4. Conceptual Layer and Validation/Verification Layer
The validation and verification layer assesses whether statistical methods and their interpretations are actually fit for purpose. However, validation efforts themselves are filtered through the conceptual framework, making conceptual clarity crucial.
Proper validation depends on conceptual soundness – If researchers understand the purpose of statistical methods, they can evaluate whether they achieve their intended goals.
Conceptual errors lead to flawed validation – If researchers assume flawed statistical concepts are valid, they may validate methods that should be rejected.
Example: The continued reliance on NHST in many fields, despite its conceptual weaknesses, perpetuates a flawed validation framework.
Example: The replication crisis has revealed that many published findings do not hold up under reanalysis—yet, without conceptual scrutiny, replication efforts may fail to address the root problems.
Circular validation problems – If the conceptual layer is flawed, replication studies and validation efforts can become self-referential rather than corrective. Replicating a flawed methodology does not make it more valid—it only reinforces the original problem.
Thus, if the conceptual layer is weak, validation efforts may be meaningless, leading to false confidence in flawed statistical practices.
Summary
1. The Conceptual Layer as a Linchpin
The conceptual layer is the bridge between mathematics, application, interpretation, and validation. Its clarity—or lack thereof—determines the integrity of statistical inference.
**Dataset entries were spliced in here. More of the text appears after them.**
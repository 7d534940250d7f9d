use serde::{Deserialize, Serialize};

/// One ingredient as it enters a calculation.
///
/// `origin` and `preservation` are free-form tags; unrecognised values fall
/// back to the domestic and fresh multipliers respectively.
#[derive(Debug, Clone, PartialEq, Serialize, Deserialize)]
#[serde(rename_all = "camelCase")]
pub struct IngredientUsage {
    pub name: String,

    pub amount_grams: f64,

    /// Emission factor in kg CO₂e per kg of ingredient.
    pub per_kg_footprint: f64,

    #[serde(default, skip_serializing_if = "Option::is_none")]
    pub origin: Option<String>,

    #[serde(default, skip_serializing_if = "Option::is_none")]
    pub preservation: Option<String>,
}

impl IngredientUsage {
    pub fn new(name: impl Into<String>, amount_grams: f64, per_kg_footprint: f64) -> Self {
        Self {
            name: name.into(),
            amount_grams,
            per_kg_footprint,
            origin: None,
            preservation: None,
        }
    }

    pub fn with_origin(mut self, origin: impl Into<String>) -> Self {
        self.origin = Some(origin.into());
        self
    }

    pub fn with_preservation(mut self, preservation: impl Into<String>) -> Self {
        self.preservation = Some(preservation.into());
        self
    }

    /// Footprint before any adjustment factor: per-kg factor times mass in kg.
    #[inline]
    pub fn base_carbon(&self) -> f64 {
        self.per_kg_footprint * (self.amount_grams / 1000.0)
    }

    /// Basic validation: non-negative, finite amount and factor.
    pub fn is_valid(&self) -> bool {
        self.amount_grams.is_finite()
            && self.per_kg_footprint.is_finite()
            && self.amount_grams >= 0.0
            && self.per_kg_footprint >= 0.0
    }
}

#[cfg(test)]
mod tests {
    use super::*;

    #[test]
    fn test_base_carbon() {
        let ing = IngredientUsage::new("豆腐", 200.0, 3.2);
        assert!((ing.base_carbon() - 0.64).abs() < 1e-9);
    }

    #[test]
    fn test_is_valid() {
        assert!(IngredientUsage::new("米饭", 150.0, 1.1).is_valid());
        assert!(!IngredientUsage::new("米饭", -1.0, 1.1).is_valid());
        assert!(!IngredientUsage::new("米饭", 150.0, f64::NAN).is_valid());
    }

    #[test]
    fn test_optional_tags_deserialize() {
        let json = r#"{"name": "牛油果", "amountGrams": 80, "perKgFootprint": 2.5, "origin": "import"}"#;
        let ing: IngredientUsage = serde_json::from_str(json).unwrap();
        assert_eq!(ing.origin.as_deref(), Some("import"));
        assert!(ing.preservation.is_none());
    }
}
2. How Conceptual Weaknesses Corrupt the Process
A flawed conceptual layer does not necessarily affect mathematical correctness, but it can distort how methods are applied, how results are interpreted, and how findings are validated. This explains why:
Many researchers misapply statistical methods without realizing it.
Interpretations of results are often shaped by institutional conventions rather than scientific reasoning.
Validation efforts may reinforce flawed methodologies rather than correct them.
3. The Risk of Rote Science
While statistical methods can theoretically be applied and interpreted by rote, this would be intellectually hollow and lead to meaningless results. Yet, many researchers do not depart too far from this model, using statistics mechanically without engaging deeply with the conceptual layer.
4. The Need for Deeper Conceptual Engagement
To improve scientific research, we must:
Strengthen conceptual understanding among researchers.
Challenge conventional but flawed statistical practices.
Ensure validation efforts are not circular but genuinely corrective.
By examining statistical inference through layered interactions, we can diagnose the weaknesses in current practices more precisely than conventional critiques. If the conceptual layer is unclear, the entire framework collapses, making conceptual clarity the foundation of meaningful scientific inference.
Having some background in the formal (mathematical) models I can say that most practitioners have no clue how to solve or analyze real problems. Most of them engage in a simple mechanical mathematical methods believing blindly in whatever comes out. Mathematics is a tool, a rigorous formal language, but it says nothing about practitioner's ability to understand what is really going on (and model it properly), which in most cases is very little. As a matter of fact, the more complicated the math (used to obscure the lack of real understanding of the problem) more likely the model is wrong. Formalizing reality in mathematical language is very hard, not to say in some cases nearly impossible unless you start simplifying (and throwing the proverbial baby out of the bath tub along with the water) at which point your model does not reflect the reality any more.